[MRG] ENH: process DataFrames in OneHot/OrdinalEncoder without converting to array #12147 #13253

maikia · 2019-02-25T15:12:08Z

Issue: ENH: support DataFrames in OneHot/OrdinalEncoder without converting to array #12147
if 8000 features are given as pandas dframe, each column keeps its datatype

Reference Issues/PRs

What does this implement/fix? Explain your changes.

Any other comments?

Closes #12147

…into data_frames

jorisvandenbossche

So for me, a main question now is how to avoid that we validate X twice if it was already an array from the start.
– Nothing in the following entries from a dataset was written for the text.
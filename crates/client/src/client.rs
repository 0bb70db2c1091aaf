//! The Movies API client.
//!
//! Every operation returns `Ok(ApiResponse)` as soon as the server answered,
//! whatever the status. `Err(ClientError)` is reserved for calls that never got
//! a response (bad URL, connection refused, DNS, timeout). There are no
//! built-in retries; wrap calls externally if you need them.

use reqwest::{Method, RequestBuilder, StatusCode, Url};
use tracing::field::Empty;
use tracing::{Span, debug, instrument, warn};

use movies_core::{Movie, MovieDraft, MovieId, MovieUpdate};

use crate::config::ClientConfig;
use crate::envelope::{self, ApiResponse, DeleteConfirmation};
use crate::error::ClientError;

const COLLECTION: &str = "movies";

/// Stateless, cheaply cloneable client for the `/movies` resource.
#[derive(Debug, Clone)]
pub struct MoviesClient {
    http: reqwest::Client,
    base_url: Url,
}

impl MoviesClient {
    pub fn new(config: ClientConfig) -> Result<Self, ClientError> {
        let mut builder = reqwest::Client::builder();
        if let Some(timeout) = config.timeout {
            builder = builder.timeout(timeout);
        }
        let http = builder.build().map_err(ClientError::Setup)?;
        Self::with_http_client(&config.base_url, http)
    }

    /// Use an existing `reqwest::Client` (shared connection pool, custom TLS, ...).
    pub fn with_http_client(base_url: &str, http: reqwest::Client) -> Result<Self, ClientError> {
        Ok(Self {
            http,
            base_url: parse_base_url(base_url)?,
        })
    }

    pub fn base_url(&self) -> &Url {
        &self.base_url
    }

    /// `GET /movies`
    #[instrument(skip(self), fields(base_url = %self.base_url, status = Empty))]
    pub async fn list(&self) -> Result<ApiResponse<Vec<Movie>>, ClientError> {
        let url = self.endpoint(COLLECTION)?;
        self.execute(self.http.get(url.clone()), Method::GET, url, envelope::decode_data)
            .await
    }

    /// `GET /movies/{id}`
    #[instrument(skip(self), fields(base_url = %self.base_url, status = Empty))]
    pub async fn get_by_id(&self, id: MovieId) -> Result<ApiResponse<Movie>, ClientError> {
        let url = self.movie_url(id)?;
        self.execute(self.http.get(url.clone()), Method::GET, url, envelope::decode_data)
            .await
    }

    /// `GET /movies?name={name}`; the name is percent-encoded as a query value.
    #[instrument(skip(self), fields(base_url = %self.base_url, status = Empty))]
    pub async fn get_by_name(&self, name: &str) -> Result<ApiResponse<Movie>, ClientError> {
        let mut url = self.endpoint(COLLECTION)?;
        url.query_pairs_mut().append_pair("name", name);
        self.execute(self.http.get(url.clone()), Method::GET, url, envelope::decode_data)
            .await
    }

    /// `POST /movies`
    #[instrument(
        skip(self, draft),
        fields(base_url = %self.base_url, name = %draft.name, status = Empty)
    )]
    pub async fn create(&self, draft: &MovieDraft) -> Result<ApiResponse<Movie>, ClientError> {
        let url = self.endpoint(COLLECTION)?;
        let request = self.http.post(url.clone()).json(draft);
        self.execute(request, Method::POST, url, envelope::decode_data)
            .await
    }

    /// `PUT /movies/{id}` with only the supplied fields.
    #[instrument(skip(self, update), fields(base_url = %self.base_url, status = Empty))]
    pub async fn update(
        &self,
        id: MovieId,
        update: &MovieUpdate,
    ) -> Result<ApiResponse<Movie>, ClientError> {
        let url = self.movie_url(id)?;
        let request = self.http.put(url.clone()).json(update);
        self.execute(request, Method::PUT, url, envelope::decode_data)
            .await
    }

    /// `DELETE /movies/{id}`
    #[instrument(skip(self), fields(base_url = %self.base_url, status = Empty))]
    pub async fn delete_by_id(
        &self,
        id: MovieId,
    ) -> Result<ApiResponse<DeleteConfirmation>, ClientError> {
        let url = self.movie_url(id)?;
        self.execute(
            self.http.delete(url.clone()),
            Method::DELETE,
            url,
            envelope::decode_confirmation,
        )
        .await
    }

    fn endpoint(&self, path: &str) -> Result<Url, ClientError> {
        self.base_url
            .join(path)
            .map_err(|e| ClientError::invalid_url(format!("{}{}", self.base_url, path), e))
    }

    fn movie_url(&self, id: MovieId) -> Result<Url, ClientError> {
        self.endpoint(&format!("{COLLECTION}/{id}"))
    }

    async fn execute<T>(
        &self,
        request: RequestBuilder,
        method: Method,
        url: Url,
        decode: fn(StatusCode, &[u8]) -> ApiResponse<T>,
    ) -> Result<ApiResponse<T>, ClientError> {
        let transport = |source: reqwest::Error| ClientError::Transport {
            method: method.clone(),
            url: url.to_string(),
            source,
        };

        let response = match request.send().await {
            Ok(r) => r,
            Err(e) => {
                warn!(%method, %url, error = %e, "no response from movies api");
                return Err(transport(e));
            }
        };

        let status = response.status();
        Span::current().record("status", status.as_u16());

        let body = match response.bytes().await {
            Ok(b) => b,
            Err(e) => {
                warn!(
                    %method,
                    %url,
                    status = status.as_u16(),
                    error = %e,
                    "failed to read response body"
                );
                return Err(transport(e));
            }
        };

        let result = decode(status, &body);
        match &result {
            ApiResponse::Success(_) => {
                debug!(%method, %url, status = status.as_u16(), "request succeeded")
            }
            ApiResponse::Failure(err) => debug!(
                %method,
                %url,
                status = err.status,
                error = %err.error,
                "movies api reported failure"
            ),
        }
        Ok(result)
    }
}

/// Parse the base URL and make sure relative joins append to its path.
fn parse_base_url(raw: &str) -> Result<Url, ClientError> {
    let mut url = Url::parse(raw.trim()).map_err(|e| ClientError::invalid_url(raw, e))?;

    if !matches!(url.scheme(), "http" | "https") {
        return Err(ClientError::invalid_url(raw, "scheme must be http or https"));
    }
    if url.cannot_be_a_base() {
        return Err(ClientError::invalid_url(raw, "url cannot be used as a base"));
    }

    if !url.path().ends_with('/') {
        let path = format!("{}/", url.path());
        url.set_path(&path);
    }
    url.set_query(None);
    url.set_fragment(None);
    Ok(url)
}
Maybe we can just don't do much validation in the first _check_X.

jorisvandenbossche · 2019-02-25T16:29:00Z

sklearn/preprocessing/_encoders.py

@@ -41,6 +41,9 @@ def _check_X(self, X):
          not do that)

        """
+        if hasattr(X, 'iloc'):
+            # if pandas dataframes


Can you add some comment here about why we skip the check for pandas? (because it will be done column by column later on).
Or maybe add it to the docstring above.

I added a comment (as above)
and check if instead of pandas DataFrame Sequence is not passed
and a couple of tests

…into data_frames

…g the dimensions

…into data_frames

…st for test_X_is_not_1D_pandas

jnothman

Nitpick

sklearn/preprocessing/tests/test_encoders.py

jnothman

Actually, now reading Joris's comment, I'm not convinced by this approach. What's the justification for checking column by column (obviously we need asarray for each column of a datadframe)? Can we use pd.isna to check for NaNs?

sklearn/preprocessing/_encoders.py

…ture by feature; validation is done on the very beginning for all data types this way.

…into data_frames

jorisvandenbossche · 2019-02-28T06:35:48Z

@jnothman can you give this a new look? It's now with the list of arrays idea (I am not yet fully sure it is better, but it works)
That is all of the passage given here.